Les PUFA peuvent favoriser l'obésité, la résistance à l'insuline et les problèmes hépatiques chez les patients diabétiques de type II

Translated from Haidut blog (haidut.me)

Les PUFA peuvent favoriser l'obésité, la résistance à l'insuline et les problèmes hépatiques chez les patients diabétiques de type II

Une autre étude où le message est clair – il n'y a rien d'“essentiel” dans les PUFA dont nous sommes bombardés de toutes parts, que ce soit dans l'alimentation, les interventions médicales, les produits ménagers, etc. Ce qui rend cette étude particulièrement pertinente, c'est que l'ingestion de PUFA est en fait promue comme l'une des façons les plus saines de maintenir un poids santé, d'améliorer la résistance à l'insuline et de protéger le foie des diverses agressions liées au mode de vie telles que l'alcool, les traitements hormonaux (par exemple, la contraception), les médicaments pharmaceutiques et le mode de vie sédentaire. Eh bien, les résultats de l'étude sont pretty much l'exact opposé des recommandations officielles. En fait, les auteurs de l'étude suggèrent que les PUFA sériques peuvent servir de biomarqueur prédictif des futures anomalies métaboliques et indicatif de la (faible) qualité de l'alimentation des patients. Le principal toxine PUFA identifié par l'étude est connu sous le nom de DLGA et il s'agit d'un métabolite de l'acide linoléique.

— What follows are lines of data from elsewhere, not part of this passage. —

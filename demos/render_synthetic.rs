//! Example: Render a visualization from synthetic audio.
//!
//! Generates a synthetic beat pattern, composes frames with the default
//! bar visualization, and encodes a short video through ffmpeg.
//!
//! Run with:
//!     RUST_LOG=info cargo run --example render_synthetic

use std::path::PathBuf;

use anyhow::{Context, Result};

use chromabeat::audio::synth::generate_test_beat;
use chromabeat::audio::{AudioData, AudioGraph};
use chromabeat::export::{export_track, ExportFormat, ExportPlan, ExportQuality};
use chromabeat::meta::AudioMetadata;
use chromabeat::pipeline::FrameComposer;
use chromabeat::settings::VisualizerSettings;

fn main() -> Result<()> {
    env_logger::init();

    println!("ChromaBeat - Synthetic Audio Example");
    println!("====================================\n");

    // Generate synthetic audio (120 BPM beat, 5 seconds)
    let sample_rate: u32 = 44_100;
    let duration_secs: f32 = 5.0;
    let bpm: f32 = 120.0;

    println!("Generating synthetic beat...");
    println!("  Sample rate: {} Hz", sample_rate);
    println!("  Duration: {} seconds", duration_secs);
    println!("  BPM: {}", bpm);

    let audio = AudioData {
        samples: generate_test_beat(bpm, sample_rate, duration_secs),
        sample_rate,
        channels: 1,
    };
    println!("  Generated {} samples\n", audio.samples.len());

    let mut graph = AudioGraph::new();
    graph.connect(&audio);

    let settings = VisualizerSettings::default();
    let mut composer = FrameComposer::new(settings);
    composer.set_metadata(Some(AudioMetadata::default().with_title("Synthetic Demo")));

    let plan = ExportPlan {
        title: "synthetic_demo".to_string(),
        quality: ExportQuality::P720,
        format: ExportFormat::Mp4,
        fps: 30,
        output_dir: PathBuf::from("."),
        audio_path: None,
        is_pro: false,
    };

    println!("Encoding video to: {}", plan.output_path().display());
    println!("  Quality: {}", plan.quality.label());
    println!("  FPS: {}", plan.fps);

    let report = export_track(&mut composer, &mut graph, &plan)
        .context("export failed (is ffmpeg on PATH?)")?;

    println!("\nDone! Wrote {} frames.", report.frames_written);
    println!("Play with: ffplay {}", report.path.display());

    Ok(())
}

https://www.ncbi.nlm.nih.gov/pubmed/29877283

“…Conclusion Un taux sérique élevé de DGLA était associé à l'obésité, à l'accumulation de graisse corporelle, à un taux élevé d'ALT et à la résistance à l'insuline chez les patients atteints de diabète de type 2. La mesure des taux sériques de PUFA peut être utile pour évaluer les anomalies métaboliques et estimer les habitudes alimentaires des patients.”

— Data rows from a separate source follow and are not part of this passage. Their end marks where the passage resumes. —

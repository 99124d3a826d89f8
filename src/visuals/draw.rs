//! Retained draw list shared by all visualization modes.

use crate::settings::Color;

/// Fill/stroke style for a draw command.
#[derive(Debug, Clone, PartialEq)]
pub enum Paint {
    /// Single flat color.
    Flat(Color),
    /// Two-stop linear gradient along `from`..`to`.
    Linear {
        from: (f32, f32),
        to: (f32, f32),
        start: Color,
        end: Color,
    },
}

impl Paint {
    /// Color at a pixel, projecting onto the gradient axis for `Linear`.
    pub fn at(&self, x: f32, y: f32) -> Color {
        match self {
            Paint::Flat(c) => *c,
            Paint::Linear {
                from,
                to,
                start,
                end,
            } => {
                let axis = (to.0 - from.0, to.1 - from.1);
                let len_sq = axis.0 * axis.0 + axis.1 * axis.1;
                if len_sq <= f32::EPSILON {
                    return *start;
                }
                let t = ((x - from.0) * axis.0 + (y - from.1) * axis.1) / len_sq;
                lerp_color(*start, *end, t.clamp(0.0, 1.0))
            }
        }
    }
}

fn lerp_color(a: Color, b: Color, t: f32) -> Color {
    let mut out = [0u8; 4];
    for i in 0..4 {
        out[i] = (a[i] as f32 + (b[i] as f32 - a[i] as f32) * t).round() as u8;
    }
    out
}

/// One drawing operation on the render surface.
///
/// Coordinates are surface pixels; the rasterizer clips to the surface
/// bounds and skips degenerate geometry.
#[derive(Debug, Clone, PartialEq)]
pub enum DrawCommand {
    FillRect {
        x: f32,
        y: f32,
        w: f32,
        h: f32,
        paint: Paint,
    },
    StrokeLine {
        from: (f32, f32),
        to: (f32, f32),
        width: f32,
        paint: Paint,
    },
    StrokePolyline {
        points: Vec<(f32, f32)>,
        width: f32,
        paint: Paint,
    },
    StrokeCircle {
        center: (f32, f32),
        radius: f32,
        width: f32,
        paint: Paint,
    },
}

impl DrawCommand {
    pub fn paint(&self) -> &Paint {
        match self {
            DrawCommand::FillRect { paint, .. }
            | DrawCommand::StrokeLine { paint, .. }
            | DrawCommand::StrokePolyline { paint, .. }
            | DrawCommand::StrokeCircle { paint, .. } => paint,
        }
    }
}

#[cfg(test)]
mod tests {
    use super::*;

    #[test]
    fn test_flat_paint_everywhere() {
        let paint = Paint::Flat([1, 2, 3, 4]);
        assert_eq!(paint.at(0.0, 0.0), [1, 2, 3, 4]);
        assert_eq!(paint.at(500.0, -30.0), [1, 2, 3, 4]);
    }

    #[test]
    fn test_gradient_endpoints_exact() {
        let paint = Paint::Linear {
            from: (0.0, 100.0),
            to: (0.0, 0.0),
            start: [0, 0, 0, 255],
            end: [255, 255, 255, 255],
        };
        assert_eq!(paint.at(0.0, 100.0), [0, 0, 0, 255]);
        assert_eq!(paint.at(0.0, 0.0), [255, 255, 255, 255]);
        // Off-axis positions project onto the axis
        assert_eq!(paint.at(50.0, 100.0), [0, 0, 0, 255]);
    }

    #[test]
    fn test_gradient_midpoint() {
        let paint = Paint::Linear {
            from: (0.0, 0.0),
            to: (100.0, 0.0),
            start: [0, 0, 0, 255],
            end: [200, 100, 50, 255],
        };
        assert_eq!(paint.at(50.0, 0.0), [100, 50, 25, 255]);
    }

    #[test]
    fn test_gradient_clamps_outside_span() {
        let paint = Paint::Linear {
            from: (0.0, 0.0),
            to: (10.0, 0.0),
            start: [10, 10, 10, 255],
            end: [20, 20, 20, 255],
        };
        assert_eq!(paint.at(-50.0, 0.0), [10, 10, 10, 255]);
        assert_eq!(paint.at(999.0, 0.0), [20, 20, 20, 255]);
    }

    #[test]
    fn test_degenerate_gradient_uses_start() {
        let paint = Paint::Linear {
            from: (5.0, 5.0),
            to: (5.0, 5.0),
            start: [1, 1, 1, 255],
            end: [9, 9, 9, 255],
        };
        assert_eq!(paint.at(0.0, 0.0), [1, 1, 1, 255]);
    }
}
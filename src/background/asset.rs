//! Background asset types.

use image::RgbaImage;

/// A decoded background ready for compositing.
pub enum BackgroundAsset {
    /// A still image, drawn identically every frame.
    Image(RgbaImage),
    /// A short decoded clip, looped over the playback clock.
    Video {
        frames: Vec<RgbaImage>,
        frame_rate: f32,
    },
}

impl BackgroundAsset {
    /// Whether the asset has any pixels to draw.
    pub fn is_ready(&self) -> bool {
        match self {
            BackgroundAsset::Image(image) => image.width() > 0 && image.height() > 0,
            BackgroundAsset::Video { frames, frame_rate } => {
                !frames.is_empty() && *frame_rate > 0.0
            }
        }
    }

    /// The frame to show at playback time `time`, looping video clips.
    pub fn frame_at(&self, time: f64) -> Option<&RgbaImage> {
        match self {
            BackgroundAsset::Image(image) => Some(image),
            BackgroundAsset::Video { frames, frame_rate } => {
                if frames.is_empty() || *frame_rate <= 0.0 {
                    return None;
                }
                let index = (time.max(0.0) * *frame_rate as f64) as usize % frames.len();
                frames.get(index)
            }
        }
    }

    pub fn dimensions(&self) -> Option<(u32, u32)> {
        self.frame_at(0.0).map(|f| f.dimensions())
    }
}
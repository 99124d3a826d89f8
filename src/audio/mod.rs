//! Audio decoding, the session audio graph, and per-frame frequency analysis.
//!
//! This module provides:
//! - Track decoding via Symphonia (WAV, MP3, FLAC, AAC), from a path or raw bytes
//! - An explicitly owned [`AudioGraph`] holding the decoded track and playback clock
//! - A 256-point [`FrequencyAnalyzer`] producing byte-scaled spectrum snapshots
//! - Deterministic test-signal synthesis for unit and integration tests

pub mod analyzer;
pub mod graph;
pub mod loader;
pub mod synth;

pub use analyzer::{
    bass_energy, pulse_scale, FrameSpectrum, FrequencyAnalyzer, BIN_COUNT, FFT_SIZE,
};
pub use graph::AudioGraph;
pub use loader::{load_audio, load_audio_bytes, AudioData, AudioError};
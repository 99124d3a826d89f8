//! Oscilloscope-style waveform visualization.

use super::{DrawCommand, Paint, Visualization};
use crate::audio::{FrameSpectrum, BIN_COUNT};
use crate::settings::{VisualizerSettings, VizMode};

/// Single continuous polyline over the time-domain samples, left to right.
/// Always stroked in the flat primary color.
pub struct WavesViz;

impl Visualization for WavesViz {
    fn mode(&self) -> VizMode {
        VizMode::Waves
    }

    fn render(
        &self,
        spectrum: &FrameSpectrum,
        settings: &VisualizerSettings,
        _bass_energy: f32,
        width: u32,
        height: u32,
    ) -> Vec<DrawCommand> {
        let settings = settings.clamped();
        let w = width as f32;
        let h = height as f32;

        let slice_width = w / BIN_COUNT as f32;
        let points: Vec<(f32, f32)> = spectrum
            .waveform
            .iter()
            .enumerate()
            .map(|(i, &sample)| {
                // Byte 128 is the centerline; 0/255 swing half the height
                let y = (sample as f32 / 128.0) * (h / 2.0);
                (i as f32 * slice_width, y.clamp(0.0, h))
            })
            .collect();

        vec![DrawCommand::StrokePolyline {
            points,
            width: (6.0 * settings.intensity / 100.0).max(1.0),
            paint: Paint::Flat(settings.color),
        }]
    }
}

https://www.nutritionaloutlook.com/omega-3/omega-6-fatty-acids-may-increase-fat-accumulation-insulin-resistance-subjects-type-2-diabetes-study

“…Les résultats d'une étude1 publiée dans Internal Medicine suggèrent que les acides gras oméga-6 peuvent contribuer à l'accumulation de graisse et à la résistance à l'insuline chez les patients atteints de diabète de type 2. Plus précisément, les chercheurs ont constaté qu'un taux sérique élevé de dihomo-γ-linolénique (DGLA), un acide gras polyinsaturé oméga-6, était particulièrement associé à l'obésité, à l'accumulation de graisse corporelle et à la résistance à l'insuline, chez des sujets japonais atteints de diabète de type 2.”

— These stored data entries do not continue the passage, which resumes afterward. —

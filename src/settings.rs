//! Visualizer session settings.
//!
//! Created with defaults once a track finishes analysis, mutated live by user
//! controls, and read by the frame composer each tick. Settings serialize
//! round-trip exactly so a restored session renders identical frames.

use serde::{Deserialize, Serialize};
use std::path::PathBuf;

/// RGBA color, straight bytes.
pub type Color = [u8; 4];

/// Parse a `#rrggbb` or `#rrggbbaa` hex color (missing alpha means opaque).
pub fn parse_hex_color(hex: &str) -> Option<Color> {
    let hex = hex.trim_start_matches('#');
    if hex.len() != 6 && hex.len() != 8 {
        return None;
    }
    let r = u8::from_str_radix(&hex[0..2], 16).ok()?;
    let g = u8::from_str_radix(&hex[2..4], 16).ok()?;
    let b = u8::from_str_radix(&hex[4..6], 16).ok()?;
    let a = if hex.len() == 8 {
        u8::from_str_radix(&hex[6..8], 16).ok()?
    } else {
        0xff
    };
    Some([r, g, b, a])
}

/// Available visualization modes.
///
/// `Particles` and `Grid` are accepted settings values reserved for future
/// visuals; they currently dispatch to a no-op renderer.
#[derive(Debug, Clone, Copy, PartialEq, Eq, Hash, Serialize, Deserialize)]
#[serde(rename_all = "lowercase")]
pub enum VizMode {
    Bars,
    Waves,
    Circle,
    Symmetry,
    Particles,
    Grid,
}

impl VizMode {
    #[allow(clippy::should_implement_trait)]
    pub fn from_str(s: &str) -> Option<Self> {
        match s.to_lowercase().as_str() {
            "bars" | "spectrum" => Some(Self::Bars),
            "waves" | "wave" | "oscilloscope" => Some(Self::Waves),
            "circle" | "orb" => Some(Self::Circle),
            "symmetry" | "mirror" => Some(Self::Symmetry),
            "particles" | "dust" => Some(Self::Particles),
            "grid" => Some(Self::Grid),
            _ => None,
        }
    }

    pub fn name(&self) -> &'static str {
        match self {
            Self::Bars => "bars",
            Self::Waves => "waves",
            Self::Circle => "circle",
            Self::Symmetry => "symmetry",
            Self::Particles => "particles",
            Self::Grid => "grid",
        }
    }

    pub fn all() -> &'static [Self] {
        &[
            Self::Bars,
            Self::Waves,
            Self::Circle,
            Self::Symmetry,
            Self::Particles,
            Self::Grid,
        ]
    }
}

/// Output resolution preset.
#[derive(Debug, Clone, Copy, PartialEq, Eq, Hash, Serialize, Deserialize)]
pub enum AspectRatio {
    #[serde(rename = "16:9")]
    Widescreen,
    #[serde(rename = "9:16")]
    Vertical,
    #[serde(rename = "1:1")]
    Square,
}

impl AspectRatio {
    /// Canonical render-surface resolution for this preset.
    pub fn resolution(&self) -> (u32, u32) {
        match self {
            Self::Widescreen => (1920, 1080),
            Self::Vertical => (1080, 1920),
            Self::Square => (1080, 1080),
        }
    }
}

/// Whole-frame post-process filter presets.
#[derive(Debug, Clone, Copy, PartialEq, Eq, Hash, Default, Serialize, Deserialize)]
#[serde(rename_all = "lowercase")]
pub enum FilterKind {
    #[default]
    None,
    /// Grayscale, dimmed, high contrast.
    Noir,
    /// Sepia tone.
    Vintage,
    /// Desaturated, low contrast.
    Muted,
    /// Oversaturated.
    Hyper,
    /// Soft gaussian blur, slightly faded.
    Dream,
}

/// All user-tweakable visualizer settings, immutable within a frame.
#[derive(Debug, Clone, PartialEq, Serialize, Deserialize)]
pub struct VisualizerSettings {
    pub mode: VizMode,
    pub color: Color,
    pub color_secondary: Color,
    pub gradient_enabled: bool,
    /// Height scale, 10..=150.
    pub sensitivity: f32,
    /// Height/stroke scale, 0..=200.
    pub intensity: f32,
    /// Multiplier on the computed bar width, 0.5..=5.0.
    pub bar_width: f32,
    pub filter: FilterKind,
    pub show_lyrics: bool,
    pub lyrics_color: Color,
    /// Path to a TTF/OTF font for captions. Captions are skipped when absent
    /// or unloadable.
    pub lyrics_font: Option<PathBuf>,
    /// Caption size in pixels.
    pub lyrics_size: f32,
    pub aspect_ratio: AspectRatio,
}

impl Default for VisualizerSettings {
    fn default() -> Self {
        Self {
            mode: VizMode::Bars,
            // #06b6d4 / #8b5cf6
            color: [0x06, 0xb6, 0xd4, 0xff],
            color_secondary: [0x8b, 0x5c, 0xf6, 0xff],
            gradient_enabled: true,
            sensitivity: 50.0,
            intensity: 100.0,
            bar_width: 1.0,
            filter: FilterKind::None,
            show_lyrics: true,
            lyrics_color: [0xff, 0xff, 0xff, 0xff],
            lyrics_font: None,
            lyrics_size: 52.0,
            aspect_ratio: AspectRatio::Widescreen,
        }
    }
}

impl VisualizerSettings {
    /// Copy with numeric fields clamped to their documented ranges.
    ///
    /// Renderers call this before deriving geometry so no settings extreme can
    /// push a bin index or pixel dimension out of bounds.
    pub fn clamped(&self) -> Self {
        let mut s = self.clone();
        s.sensitivity = s.sensitivity.clamp(10.0, 150.0);
        s.intensity = s.intensity.clamp(0.0, 200.0);
        s.bar_width = s.bar_width.clamp(0.5, 5.0);
        s.lyrics_size = s.lyrics_size.clamp(8.0, 256.0);
        s
    }
}

#[cfg(test)]
mod tests {
    use super::*;

    #[test]
    fn test_parse_hex_color() {
        assert_eq!(parse_hex_color("#00ff88"), Some([0x00, 0xff, 0x88, 0xff]));
        assert_eq!(parse_hex_color("ffffff"), Some([0xff; 4]));
        assert_eq!(parse_hex_color("#00000080"), Some([0, 0, 0, 0x80]));
        assert_eq!(parse_hex_color("nope"), None);
        assert_eq!(parse_hex_color("#fff"), None);
    }

    #[test]
    fn test_mode_from_str() {
        assert_eq!(VizMode::from_str("BARS"), Some(VizMode::Bars));
        assert_eq!(VizMode::from_str("orb"), Some(VizMode::Circle));
        assert_eq!(VizMode::from_str("sparkles"), None);
    }

    #[test]
    fn test_aspect_resolutions() {
        assert_eq!(AspectRatio::Widescreen.resolution(), (1920, 1080));
        assert_eq!(AspectRatio::Vertical.resolution(), (1080, 1920));
        assert_eq!(AspectRatio::Square.resolution(), (1080, 1080));
    }

    #[test]
    fn test_clamped_ranges() {
        let mut s = VisualizerSettings::default();
        s.sensitivity = 999.0;
        s.intensity = -5.0;
        s.bar_width = 0.0;
        let c = s.clamped();
        assert_eq!(c.sensitivity, 150.0);
        assert_eq!(c.intensity, 0.0);
        assert_eq!(c.bar_width, 0.5);
    }

    #[test]
    fn test_settings_serde_round_trip() {
        let settings = VisualizerSettings {
            mode: VizMode::Symmetry,
            aspect_ratio: AspectRatio::Vertical,
            filter: FilterKind::Dream,
            sensitivity: 75.0,
            ..Default::default()
        };
        let json = serde_json::to_string(&settings).unwrap();
        let restored: VisualizerSettings = serde_json::from_str(&json).unwrap();
        assert_eq!(restored, settings);
        // Aspect presets keep their wire names
        assert!(json.contains("9:16"));
    }
}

“…L'analyse a indiqué qu'un taux sérique plus élevé de DGLA était associé à l'obésité, à l'accumulation de graisse corporelle, à un taux élevé d'alanine aminotransférase et à la résistance à l'insuline. «Ces résultats suggèrent qu'une consommation excessive d'acides gras polyinsaturés oméga-6 est associée à l'obésité et à ses anomalies métaboliques connexes», déclarent les chercheurs. Ils ajoutent qu'il n'y avait aucune corrélation constante entre les taux sériques d'acides gras oméga-3 et les paramètres liés à l'obésité.”